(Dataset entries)
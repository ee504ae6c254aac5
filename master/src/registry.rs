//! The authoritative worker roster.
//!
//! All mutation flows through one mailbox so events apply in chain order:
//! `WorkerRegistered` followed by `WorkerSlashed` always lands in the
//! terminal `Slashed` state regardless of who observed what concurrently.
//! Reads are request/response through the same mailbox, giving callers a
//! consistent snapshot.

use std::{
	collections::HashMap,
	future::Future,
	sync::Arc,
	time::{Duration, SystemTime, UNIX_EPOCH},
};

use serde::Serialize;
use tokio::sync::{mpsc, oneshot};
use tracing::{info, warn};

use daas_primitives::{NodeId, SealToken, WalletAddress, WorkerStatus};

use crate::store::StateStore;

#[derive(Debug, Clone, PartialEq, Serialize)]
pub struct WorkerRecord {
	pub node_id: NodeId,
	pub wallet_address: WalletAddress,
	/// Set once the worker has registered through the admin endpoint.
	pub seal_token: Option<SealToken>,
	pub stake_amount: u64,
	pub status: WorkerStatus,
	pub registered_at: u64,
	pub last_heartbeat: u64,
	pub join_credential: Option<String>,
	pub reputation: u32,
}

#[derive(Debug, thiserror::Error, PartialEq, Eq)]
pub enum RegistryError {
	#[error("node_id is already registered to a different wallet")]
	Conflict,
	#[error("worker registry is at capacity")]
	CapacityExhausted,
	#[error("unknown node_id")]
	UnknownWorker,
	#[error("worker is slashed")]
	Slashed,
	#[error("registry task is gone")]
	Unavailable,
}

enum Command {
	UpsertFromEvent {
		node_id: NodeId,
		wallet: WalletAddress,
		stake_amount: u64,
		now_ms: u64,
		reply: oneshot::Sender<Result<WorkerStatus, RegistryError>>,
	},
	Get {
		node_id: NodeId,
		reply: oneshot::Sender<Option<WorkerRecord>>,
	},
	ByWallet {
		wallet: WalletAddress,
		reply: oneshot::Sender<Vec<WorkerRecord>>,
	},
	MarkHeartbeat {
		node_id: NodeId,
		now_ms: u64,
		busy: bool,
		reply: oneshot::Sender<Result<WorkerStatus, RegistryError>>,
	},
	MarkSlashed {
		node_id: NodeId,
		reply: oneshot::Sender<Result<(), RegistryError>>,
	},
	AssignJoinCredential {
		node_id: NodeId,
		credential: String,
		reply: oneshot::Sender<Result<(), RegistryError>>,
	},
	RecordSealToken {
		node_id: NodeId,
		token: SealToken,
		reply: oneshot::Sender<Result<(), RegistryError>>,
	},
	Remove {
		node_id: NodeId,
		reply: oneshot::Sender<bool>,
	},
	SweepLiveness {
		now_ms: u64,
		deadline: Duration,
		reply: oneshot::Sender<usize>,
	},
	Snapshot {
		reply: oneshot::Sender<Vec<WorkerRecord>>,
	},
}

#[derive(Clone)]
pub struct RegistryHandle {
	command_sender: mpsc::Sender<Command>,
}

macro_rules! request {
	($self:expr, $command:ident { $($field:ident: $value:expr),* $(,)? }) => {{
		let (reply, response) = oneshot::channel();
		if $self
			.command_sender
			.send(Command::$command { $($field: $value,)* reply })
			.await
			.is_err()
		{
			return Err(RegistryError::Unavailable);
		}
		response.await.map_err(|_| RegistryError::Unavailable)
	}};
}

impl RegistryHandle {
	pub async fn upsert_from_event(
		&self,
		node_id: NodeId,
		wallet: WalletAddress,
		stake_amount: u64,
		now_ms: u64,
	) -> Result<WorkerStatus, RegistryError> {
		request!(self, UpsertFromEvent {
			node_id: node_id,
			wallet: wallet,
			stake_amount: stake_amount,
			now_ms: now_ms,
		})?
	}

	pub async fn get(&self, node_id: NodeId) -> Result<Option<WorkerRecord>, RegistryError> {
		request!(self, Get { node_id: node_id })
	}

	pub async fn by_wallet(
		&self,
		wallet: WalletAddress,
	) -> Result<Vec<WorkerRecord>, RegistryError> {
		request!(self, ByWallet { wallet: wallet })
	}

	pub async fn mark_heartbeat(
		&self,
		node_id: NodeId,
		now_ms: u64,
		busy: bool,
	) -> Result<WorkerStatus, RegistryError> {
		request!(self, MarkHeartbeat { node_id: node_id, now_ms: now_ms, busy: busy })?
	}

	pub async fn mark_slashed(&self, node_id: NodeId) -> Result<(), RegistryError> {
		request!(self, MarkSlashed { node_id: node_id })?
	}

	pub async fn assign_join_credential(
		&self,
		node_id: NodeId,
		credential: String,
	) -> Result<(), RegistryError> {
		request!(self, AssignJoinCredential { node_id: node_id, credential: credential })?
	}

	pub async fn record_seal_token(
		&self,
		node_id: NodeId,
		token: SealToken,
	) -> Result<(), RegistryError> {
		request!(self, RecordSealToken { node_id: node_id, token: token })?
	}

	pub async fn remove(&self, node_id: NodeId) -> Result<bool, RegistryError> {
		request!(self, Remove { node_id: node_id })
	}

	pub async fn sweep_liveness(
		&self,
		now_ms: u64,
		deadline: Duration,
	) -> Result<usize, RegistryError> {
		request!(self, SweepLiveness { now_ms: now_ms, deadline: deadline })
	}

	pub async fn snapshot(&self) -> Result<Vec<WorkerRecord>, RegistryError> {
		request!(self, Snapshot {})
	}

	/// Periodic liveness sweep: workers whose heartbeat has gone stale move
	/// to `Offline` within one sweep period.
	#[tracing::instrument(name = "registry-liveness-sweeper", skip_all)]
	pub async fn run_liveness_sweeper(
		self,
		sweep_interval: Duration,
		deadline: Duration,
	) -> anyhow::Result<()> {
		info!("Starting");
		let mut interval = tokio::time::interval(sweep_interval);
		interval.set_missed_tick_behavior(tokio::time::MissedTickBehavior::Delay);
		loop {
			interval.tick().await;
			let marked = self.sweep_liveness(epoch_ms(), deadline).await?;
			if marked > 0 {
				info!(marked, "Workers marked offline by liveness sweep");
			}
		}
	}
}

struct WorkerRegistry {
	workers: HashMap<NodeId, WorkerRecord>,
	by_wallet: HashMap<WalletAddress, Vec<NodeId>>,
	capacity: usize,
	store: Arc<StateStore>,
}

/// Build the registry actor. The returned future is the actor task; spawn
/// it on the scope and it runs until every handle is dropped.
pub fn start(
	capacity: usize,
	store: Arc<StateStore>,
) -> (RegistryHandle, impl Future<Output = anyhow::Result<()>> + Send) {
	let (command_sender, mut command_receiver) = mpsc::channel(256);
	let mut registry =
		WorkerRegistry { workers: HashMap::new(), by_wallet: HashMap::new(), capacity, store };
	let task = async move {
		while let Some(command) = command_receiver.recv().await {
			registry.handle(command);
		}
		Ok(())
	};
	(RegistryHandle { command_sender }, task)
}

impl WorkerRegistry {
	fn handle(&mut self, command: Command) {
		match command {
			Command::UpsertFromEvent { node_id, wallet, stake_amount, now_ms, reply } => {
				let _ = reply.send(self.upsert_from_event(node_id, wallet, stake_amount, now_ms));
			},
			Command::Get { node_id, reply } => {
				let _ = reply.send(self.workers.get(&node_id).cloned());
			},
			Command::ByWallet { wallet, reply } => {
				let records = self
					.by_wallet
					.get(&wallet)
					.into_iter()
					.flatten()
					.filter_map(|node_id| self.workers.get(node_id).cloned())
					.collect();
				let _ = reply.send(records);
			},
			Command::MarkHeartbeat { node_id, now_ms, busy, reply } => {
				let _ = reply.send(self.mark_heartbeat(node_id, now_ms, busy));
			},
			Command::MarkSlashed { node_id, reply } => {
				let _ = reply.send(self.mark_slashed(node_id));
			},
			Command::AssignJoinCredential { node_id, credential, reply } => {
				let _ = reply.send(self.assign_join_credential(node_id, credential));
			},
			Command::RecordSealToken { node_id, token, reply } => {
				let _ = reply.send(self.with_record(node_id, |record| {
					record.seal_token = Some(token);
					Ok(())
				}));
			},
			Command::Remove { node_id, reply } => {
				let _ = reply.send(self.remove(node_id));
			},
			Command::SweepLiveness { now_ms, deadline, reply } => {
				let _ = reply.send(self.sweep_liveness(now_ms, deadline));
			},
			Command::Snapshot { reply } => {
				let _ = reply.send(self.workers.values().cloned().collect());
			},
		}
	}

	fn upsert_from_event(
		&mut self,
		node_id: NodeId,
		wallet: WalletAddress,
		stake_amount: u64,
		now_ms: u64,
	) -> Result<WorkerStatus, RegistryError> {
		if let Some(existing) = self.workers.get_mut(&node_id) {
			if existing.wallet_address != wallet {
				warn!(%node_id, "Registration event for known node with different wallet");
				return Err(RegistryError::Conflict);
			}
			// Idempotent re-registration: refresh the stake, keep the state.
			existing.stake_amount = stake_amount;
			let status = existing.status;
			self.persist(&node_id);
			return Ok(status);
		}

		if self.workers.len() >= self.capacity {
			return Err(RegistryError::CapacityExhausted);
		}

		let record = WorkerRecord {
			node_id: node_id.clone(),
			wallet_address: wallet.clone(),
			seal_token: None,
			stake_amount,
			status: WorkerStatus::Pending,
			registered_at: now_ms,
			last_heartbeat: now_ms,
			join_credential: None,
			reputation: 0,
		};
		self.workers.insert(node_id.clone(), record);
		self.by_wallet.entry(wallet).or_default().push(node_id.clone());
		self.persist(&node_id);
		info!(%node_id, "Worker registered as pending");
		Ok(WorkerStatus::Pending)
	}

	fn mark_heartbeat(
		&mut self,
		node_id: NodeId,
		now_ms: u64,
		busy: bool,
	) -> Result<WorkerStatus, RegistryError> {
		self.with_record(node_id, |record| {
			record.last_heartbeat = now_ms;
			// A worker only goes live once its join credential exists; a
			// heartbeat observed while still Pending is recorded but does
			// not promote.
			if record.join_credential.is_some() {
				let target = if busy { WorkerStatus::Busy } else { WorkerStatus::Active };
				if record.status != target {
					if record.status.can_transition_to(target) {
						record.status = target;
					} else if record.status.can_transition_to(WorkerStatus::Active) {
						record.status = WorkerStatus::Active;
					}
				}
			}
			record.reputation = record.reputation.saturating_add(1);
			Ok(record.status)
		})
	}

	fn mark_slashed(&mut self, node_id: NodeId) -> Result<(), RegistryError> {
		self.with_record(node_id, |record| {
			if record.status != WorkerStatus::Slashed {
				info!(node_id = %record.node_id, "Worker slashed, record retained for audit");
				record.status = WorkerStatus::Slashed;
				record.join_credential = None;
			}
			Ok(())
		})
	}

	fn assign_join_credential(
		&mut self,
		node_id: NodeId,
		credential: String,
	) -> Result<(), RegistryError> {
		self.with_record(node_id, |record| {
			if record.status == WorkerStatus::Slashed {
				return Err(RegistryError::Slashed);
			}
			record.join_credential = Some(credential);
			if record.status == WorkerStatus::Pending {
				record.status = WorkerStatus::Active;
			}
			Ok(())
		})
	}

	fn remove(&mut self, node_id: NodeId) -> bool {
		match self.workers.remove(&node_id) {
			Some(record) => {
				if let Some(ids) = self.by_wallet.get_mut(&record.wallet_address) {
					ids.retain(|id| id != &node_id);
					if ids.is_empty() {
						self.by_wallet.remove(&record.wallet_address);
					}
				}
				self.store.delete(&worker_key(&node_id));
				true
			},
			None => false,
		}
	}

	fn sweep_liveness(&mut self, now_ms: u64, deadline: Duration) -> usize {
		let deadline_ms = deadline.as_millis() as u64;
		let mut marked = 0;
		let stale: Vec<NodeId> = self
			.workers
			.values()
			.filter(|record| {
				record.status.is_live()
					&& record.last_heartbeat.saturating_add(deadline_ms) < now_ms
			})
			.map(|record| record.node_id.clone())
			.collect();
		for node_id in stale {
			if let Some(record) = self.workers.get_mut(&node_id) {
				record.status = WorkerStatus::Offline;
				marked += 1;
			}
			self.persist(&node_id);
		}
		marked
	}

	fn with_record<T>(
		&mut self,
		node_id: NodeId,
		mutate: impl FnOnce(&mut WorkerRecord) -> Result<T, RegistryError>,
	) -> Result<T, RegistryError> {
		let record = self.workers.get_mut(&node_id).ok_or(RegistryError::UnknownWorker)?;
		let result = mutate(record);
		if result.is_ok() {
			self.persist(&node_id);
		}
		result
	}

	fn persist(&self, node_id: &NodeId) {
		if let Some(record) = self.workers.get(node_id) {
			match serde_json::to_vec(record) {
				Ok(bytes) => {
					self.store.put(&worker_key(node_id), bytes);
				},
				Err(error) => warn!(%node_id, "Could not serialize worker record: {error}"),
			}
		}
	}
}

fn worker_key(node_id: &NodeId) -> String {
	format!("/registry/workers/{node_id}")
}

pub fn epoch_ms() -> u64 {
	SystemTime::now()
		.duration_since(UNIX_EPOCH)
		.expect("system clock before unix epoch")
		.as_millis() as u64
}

--- Assigned task ---
Please reproduce exactly the lines above, beginning with the first and ending with the line that contains "lands in the", and include nothing outside that range.

--- Result below ---
repository ee504ae6c254aac5
filename master/src/registry.rs
//! The authoritative worker roster.
//!
//! All mutation flows through one mailbox so events apply in chain order:
//! `WorkerRegistered` followed by `WorkerSlashed` always lands in the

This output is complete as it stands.